Le avrebbe forse rivolte al compagno di sangue, nel suo accennarsi d'una barbara eleganza, se avesse scoperto qual destino si erano scelti entrambi marciando indomiti sui propri sbagli; senza esser sicuri d'avere sotto i piedi il fresco ciottolato piuttosto che l'intera e nera montagna.

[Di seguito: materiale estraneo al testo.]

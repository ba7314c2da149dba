//! Operator keyword arguments.
//!
//! Operators are configured with string keys mapped to string values, the same
//! way they would be written on a command line (`lr=0.01`, `act_type=tanh`).
//! Insertion order is kept so argument dumps read the way they were written.
//!
//! Two keys are reserved for the executor: [`FWD_OP_NAME_KEY`] names the
//! operator to construct and [`BWD_OP_NAME_KEY`] selects its backward pass.

use core::fmt;
use core::str::FromStr;

use crate::error::{OpError, Result};

/// Reserved key holding the forward operator name.
pub const FWD_OP_NAME_KEY: &str = "fwd_op_name";

/// Reserved key holding the backward operator name.
pub const BWD_OP_NAME_KEY: &str = "bwd_op_name";

/// Backward name meaning "run forward only".
pub const BWD_OP_NAME_NONE: &str = "[none]";

/// How the backward pass of an operator is chosen.
#[derive(Debug, Clone, PartialEq, Eq)]
pub enum BackwardOp {
    /// Use the operator's own gradient.
    Inferred,
    /// Forward only.
    Disabled,
    /// A specific backward operator, which must match the forward operator's.
    Named(String),
}

/// Ordered string → string operator arguments.
#[derive(Debug, Clone, Default, PartialEq, Eq)]
pub struct Kwargs {
    entries: Vec<(String, String)>,
}

impl Kwargs {
    /// An empty argument set.
    #[must_use]
    pub const fn new() -> Self {
        Self {
            entries: Vec::new(),
        }
    }

    /// Sets `key`, replacing an existing value in place.
    pub fn set(&mut self, key: impl Into<String>, value: impl Into<String>) {
        let key = key.into();
        let value = value.into();
        match self.entries.iter_mut().find(|(k, _)| *k == key) {
            Some((_, v)) => *v = value,
            None => self.entries.push((key, value)),
        }
    }

    /// The raw value for `key`.
    #[must_use]
    pub fn get(&self, key: &str) -> Option<&str> {
        self.entries
            .iter()
            .find(|(k, _)| k == key)
            .map(|(_, v)| v.as_str())
    }

    #[must_use]
    pub fn contains(&self, key: &str) -> bool {
        self.get(key).is_some()
    }

    pub fn iter(&self) -> impl Iterator<Item = (&str, &str)> {
        self.entries.iter().map(|(k, v)| (k.as_str(), v.as_str()))
    }

    #[must_use]
    pub fn len(&self) -> usize {
        self.entries.len()
    }

    #[must_use]
    pub fn is_empty(&self) -> bool {
        self.entries.is_empty()
    }

    /// The arguments meant for the operator itself.
    #[must_use]
    pub fn without_reserved(&self) -> Self {
        self.entries
            .iter()
            .filter(|(k, _)| k != FWD_OP_NAME_KEY && k != BWD_OP_NAME_KEY)
            .cloned()
            .collect()
    }

    /// The forward operator name, if set.
    #[must_use]
    pub fn op_name(&self) -> Option<&str> {
        self.get(FWD_OP_NAME_KEY)
    }

    /// The backward selection encoded in these arguments.
    #[must_use]
    pub fn backward_op(&self) -> BackwardOp {
        match self.get(BWD_OP_NAME_KEY) {
            None | Some("") => BackwardOp::Inferred,
            Some(BWD_OP_NAME_NONE) => BackwardOp::Disabled,
            Some(name) => BackwardOp::Named(name.to_owned()),
        }
    }

    /// Parses a required argument.
    ///
    /// # Errors
    /// [`OpError::MissingArgument`] or [`OpError::InvalidArgument`].
    pub fn require<T>(&self, op: &str, key: &str) -> Result<T>
    where
        T: FromStr,
        T::Err: fmt::Display,
    {
        let raw = self.get(key).ok_or_else(|| OpError::MissingArgument {
            op: op.to_owned(),
            key: key.to_owned(),
        })?;
        parse_value(op, key, raw)
    }

    /// Parses an optional argument, falling back to `default`.
    ///
    /// # Errors
    /// [`OpError::InvalidArgument`] if the value is present but unparsable.
    pub fn parse_or<T>(&self, op: &str, key: &str, default: T) -> Result<T>
    where
        T: FromStr,
        T::Err: fmt::Display,
    {
        match self.get(key) {
            Some(raw) => parse_value(op, key, raw),
            None => Ok(default),
        }
    }

    /// Parses an optional boolean (`true/false/1/0`, any case).
    ///
    /// # Errors
    /// [`OpError::InvalidArgument`] for anything else.
    pub fn flag_or(&self, op: &str, key: &str, default: bool) -> Result<bool> {
        let Some(raw) = self.get(key) else {
            return Ok(default);
        };
        parse_flag(raw).ok_or_else(|| OpError::InvalidArgument {
            op: op.to_owned(),
            key: key.to_owned(),
            value: raw.to_owned(),
            reason: "expected a boolean".to_owned(),
        })
    }

    /// Rejects keys the operator does not declare.
    ///
    /// # Errors
    /// [`OpError::UnknownArgument`] naming the first unexpected key.
    pub fn ensure_known(&self, op: &str, allowed: &[&str]) -> Result<()> {
        match self.iter().find(|(k, _)| !allowed.contains(k)) {
            Some((key, _)) => Err(OpError::UnknownArgument {
                op: op.to_owned(),
                key: key.to_owned(),
            }),
            None => Ok(()),
        }
    }
}

/// Copies `kwargs` and records the forward and backward operator names.
///
/// An empty `backward_op_name` leaves the backward pass to be inferred.
#[must_use]
pub fn args_with_op_name(kwargs: &Kwargs, op_name: &str, backward_op_name: &str) -> Kwargs {
    let mut out = kwargs.clone();
    out.set(FWD_OP_NAME_KEY, op_name);
    if !backward_op_name.is_empty() {
        out.set(BWD_OP_NAME_KEY, backward_op_name);
    }
    out
}

pub(crate) fn parse_flag(raw: &str) -> Option<bool> {
    match raw.trim().to_ascii_lowercase().as_str() {
        "true" | "1" => Some(true),
        "false" | "0" => Some(false),
        _ => None,
    }
}

fn parse_value<T>(op: &str, key: &str, raw: &str) -> Result<T>
where
    T: FromStr,
    T::Err: fmt::Display,
{
    raw.trim().parse().map_err(|e: T::Err| OpError::InvalidArgument {
        op: op.to_owned(),
        key: key.to_owned(),
        value: raw.to_owned(),
        reason: e.to_string(),
    })
}

impl<K: Into<String>, V: Into<String>> FromIterator<(K, V)> for Kwargs {
    fn from_iter<I: IntoIterator<Item = (K, V)>>(iter: I) -> Self {
        let mut kwargs = Self::new();
        for (k, v) in iter {
            kwargs.set(k, v);
        }
        kwargs
    }
}

impl<const N: usize> From<[(&str, &str); N]> for Kwargs {
    fn from(pairs: [(&str, &str); N]) -> Self {
        pairs.into_iter().collect()
    }
}

impl fmt::Display for Kwargs {
    fn fmt(&self, f: &mut fmt::Formatter<'_>) -> fmt::Result {
        f.write_str("{")?;
        for (i, (k, v)) in self.iter().enumerate() {
            if i > 0 {
                f.write_str(", ")?;
            }
            write!(f, "{k}={v}")?;
        }
        f.write_str("}")
    }
}
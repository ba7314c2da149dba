//! Parallel CPU backend tensor kernels
//!
//! # CPU Backend
//!
//! This module provides the CPU implementations of every kernel the operators use.
//! It is what `dispatch::xyz` runs when the GPU backend is not selected, not compiled,
//! or cannot take the call.
//!
//! ## Features
//!
//! - Parallel execution using [`rayon`](https://docs.rs/rayon)
//! - Pure Rust, no `unsafe`
//!
//! ## Implemented Kernels
//!
//! - `activation` / `activation_backward`: relu, sigmoid, tanh, softrelu, softsign
//! - `sgd_mom_update`: fused momentum SGD step, in place
//! - `sgd_update`: plain SGD step, in place
//! - `matmul_nt` / `matmul_nn` / `matmul_tn` / `sum_rows`: fully-connected building blocks
//!
//! ## Design Goals
//!
//! - Deterministic results (given deterministic input and scheduling)
//! - Modular: CPU functions are separate from backend dispatching

mod activation;
pub use self::activation::{activation, activation_backward};

mod matmul;
pub use self::matmul::{matmul_nn, matmul_nt, matmul_tn, sum_rows};

mod sgd;
pub use self::sgd::{sgd_mom_update, sgd_update};
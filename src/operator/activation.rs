use super::{
    BackwardFn, Forward, InferredShapes, Operator, check_grads, check_input_count, check_known,
};
use crate::TensorFloat;
use crate::backend::Backend;
use crate::error::Result;
use crate::kwargs::Kwargs;
use crate::ops::{ActType, cpu, dispatch};
use crate::tensors::{Shape, Tensor};

const NAME: &str = "Activation";
const INPUTS: &[&str] = &["data"];

/// Element-wise activation, `y = f(x)`.
#[derive(Debug, Clone, Copy, PartialEq, Eq)]
pub struct Activation {
    pub act: ActType,
}

impl Activation {
    /// Reads `act_type`.
    ///
    /// # Errors
    /// Missing or unknown `act_type`, or any undeclared argument.
    pub fn from_kwargs(kwargs: &Kwargs) -> Result<Self> {
        kwargs.ensure_known(NAME, &["act_type"])?;
        Ok(Self {
            act: kwargs.require(NAME, "act_type")?,
        })
    }
}

impl Operator for Activation {
    fn name(&self) -> &'static str {
        NAME
    }

    fn input_names(&self) -> &'static [&'static str] {
        INPUTS
    }

    fn backward_name(&self) -> Option<&'static str> {
        Some("_backward_Activation")
    }

    fn infer_shapes(&self, known: &[Shape]) -> Result<InferredShapes> {
        check_known(NAME, INPUTS, known)?;
        Ok(InferredShapes {
            inputs: vec![known[0].clone()],
            outputs: vec![known[0].clone()],
        })
    }

    fn forward(
        &self,
        backend: Backend,
        inputs: &mut [Tensor<TensorFloat>],
        want_backward: bool,
    ) -> Result<Forward> {
        check_input_count(NAME, INPUTS.len(), inputs.len())?;
        let input = &inputs[0];
        let output = dispatch::activation(backend, self.act, input);

        let backward = want_backward.then(|| {
            let act = self.act;
            let input = input.clone();
            let output = output.clone();
            let back: BackwardFn = Box::new(
                move |grads: &[Tensor<TensorFloat>]| -> Result<Vec<Tensor<TensorFloat>>> {
                    check_grads(NAME, grads, &[&output.shape])?;
                    Ok(vec![cpu::activation_backward(act, &input, &output, &grads[0])])
                },
            );
            back
        });

        Ok(Forward {
            outputs: vec![output],
            backward,
        })
    }
}
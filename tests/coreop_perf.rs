//! Operator performance runs.
//!
//! `OPBENCH_PERF=1` times the long shape lists; `OPBENCH_VERBOSE=1` with
//! `RUST_LOG=debug` dumps the tensors of the bidirectional runs.

use briny_opbench::kwargs::{BWD_OP_NAME_NONE, Kwargs};
use briny_opbench::perf::{run_core_op_bidirectional, run_core_op_timing_test, run_fc_timing_test};
use briny_opbench::runner::{BACKWARD, FORWARD};

fn init_logger() {
    let _ = env_logger::builder().is_test(true).try_init();
}

fn sgd_kwargs(clip_gradient: &str) -> Kwargs {
    Kwargs::from([("lr", "0.01"), ("clip_gradient", clip_gradient)])
}

fn sgd_mom_timing(is_gpu: bool) {
    for (heading, clip) in [("NEGATIVE CLIP GRADIENT", "-1"), ("POSITIVE CLIP GRADIENT", "1")] {
        println!("{heading}");
        let reports =
            run_core_op_timing_test(is_gpu, &sgd_kwargs(clip), "sgd_mom_update", BWD_OP_NAME_NONE)
                .unwrap();
        assert!(!reports.is_empty());
        for report in &reports {
            assert_eq!(report.get(FORWARD).unwrap().calls, 10);
            assert!(report.get(BACKWARD).is_none());
        }
    }
}

fn act_timing(is_gpu: bool) {
    println!("Activation with tanh");
    let reports = run_core_op_timing_test(
        is_gpu,
        &Kwargs::from([("act_type", "tanh")]),
        "Activation",
        BWD_OP_NAME_NONE,
    )
    .unwrap();
    let pu = if is_gpu { "GPU" } else { "CPU" };
    assert!(reports.iter().all(|r| r.label == format!("Activation Operator {pu}")));
}

fn fc_timing(is_gpu: bool) {
    println!("FullyConnected");
    let reports = run_fc_timing_test(
        is_gpu,
        &Kwargs::from([("no_bias", "true"), ("num_hidden", "250")]),
        "FullyConnected",
        BWD_OP_NAME_NONE,
    )
    .unwrap();
    for report in &reports {
        assert_eq!(report.shapes.len(), 2);
        assert_eq!(report.get(FORWARD).unwrap().calls, 10);
    }
}

#[test]
fn sgdmom_perf_execute_bidirectional() {
    init_logger();
    for (heading, clip) in [("NEGATIVE CLIP GRADIENT", "-1"), ("POSITIVE CLIP GRADIENT", "1")] {
        println!("{heading}");
        let op =
            run_core_op_bidirectional(false, &sgd_kwargs(clip), "sgd_mom_update", BWD_OP_NAME_NONE)
                .unwrap();
        assert!(!op.has_backward());
        assert_eq!(op.outputs()[0].shape.dims(), &[5, 5]);
        assert_eq!(op.outputs()[0], op.inputs()[0]);
    }
}

#[test]
fn act_perf_execute_bidirectional() {
    init_logger();
    let kwargs = Kwargs::from([("act_type", "tanh")]);
    let op = run_core_op_bidirectional(false, &kwargs, "Activation", "").unwrap();
    assert!(op.has_backward());
    assert_eq!(op.bwd_outputs()[0].shape.dims(), &[5, 5]);
}

#[test]
fn sgdmom_perf_timing_cpu() {
    init_logger();
    sgd_mom_timing(false);
}

#[test]
fn act_perf_timing_cpu() {
    init_logger();
    act_timing(false);
}

#[test]
fn fc_perf_timing_cpu() {
    init_logger();
    fc_timing(false);
}

#[cfg(feature = "wgpu")]
#[test]
fn sgdmom_perf_timing_gpu() {
    init_logger();
    sgd_mom_timing(true);
}

#[cfg(feature = "wgpu")]
#[test]
fn act_perf_timing_gpu() {
    init_logger();
    act_timing(true);
}

#[cfg(feature = "wgpu")]
#[test]
fn fc_perf_timing_gpu() {
    init_logger();
    fc_timing(true);
}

-Venghino, che voglio riprenderlo in mano.-
S'accovacciò, ne tasta le poche piume morbide, compresse il giallognolo fra le fauci di ferro dell'armatura, e par strano non strilli per paura d'esser mangiato. Non avrebbe certo dato merito all'abitudine, perchè in soli due giorni, la piccola stazza dell'orfanello non avrebbe potuto soffrire il ruggito della mamma; potrebbe immaginarlo a voltarsi, evitando uno sguardo che scottava d'antico, tinto del rosso pompeiano della brillante e forte Roma, d'un impero e tradizioni, ora rivolto ad un falco ancora privo d'onore.
Non avrebbe dato atto cambiamenti, solo un graduale portarsi ad accettarne il volto tranto fascinoso e gramo, che in quel momento ancor profumava di selvaggina e lascivi sorrisi.
Ora abbassa quindi il capo, che il tuo dolore annicchilisca dentro- e nel caso si facesse grande lo vedresti accartocciarsi per aderire alle pareti, nell'intento di farti scoppiare.
-Vi aspettavo.-
E dissero, non molto tempo prima, che una maschera una volta rotta ha poca probabilità di farsi buona a ricongiungersi. Si dia colpa alla porcellana, che tanto pregiata si righerebbe di cicatrici e frantumerebbe il proprio delicato volto; alla persa abitudine di porlarla, par che graffi e sfugga dal viso, che sia scomposta e pur maligna nella sua cupidigia.
Con un minimo d'attenzione persino quel drago malcomposto avrebbe trovato atto nell'insolito umor pesante, d'un uomo che stupidamente s'è fatto catturare da uno sguardo più limpido ma non sereno, il cui fondo ha tralci di rovi avvelenati, simili se non uguali a quelli che tiran corda ai suoi.
Eppure Ludwig non aveva dato nè possibilità nè gioia nello scrutar dentro al suo pozzo celeste; tu come uomo, ancor ridotto mortale, avresti dovuto far conto della beccata corona in capo, ed il tuo inchino avrebbe oscurato la vista, per poi riportarti innanzi ad un Sovrano, con il quale non avresti potuto condivider nulla se non l'aria che a fatica ansimi.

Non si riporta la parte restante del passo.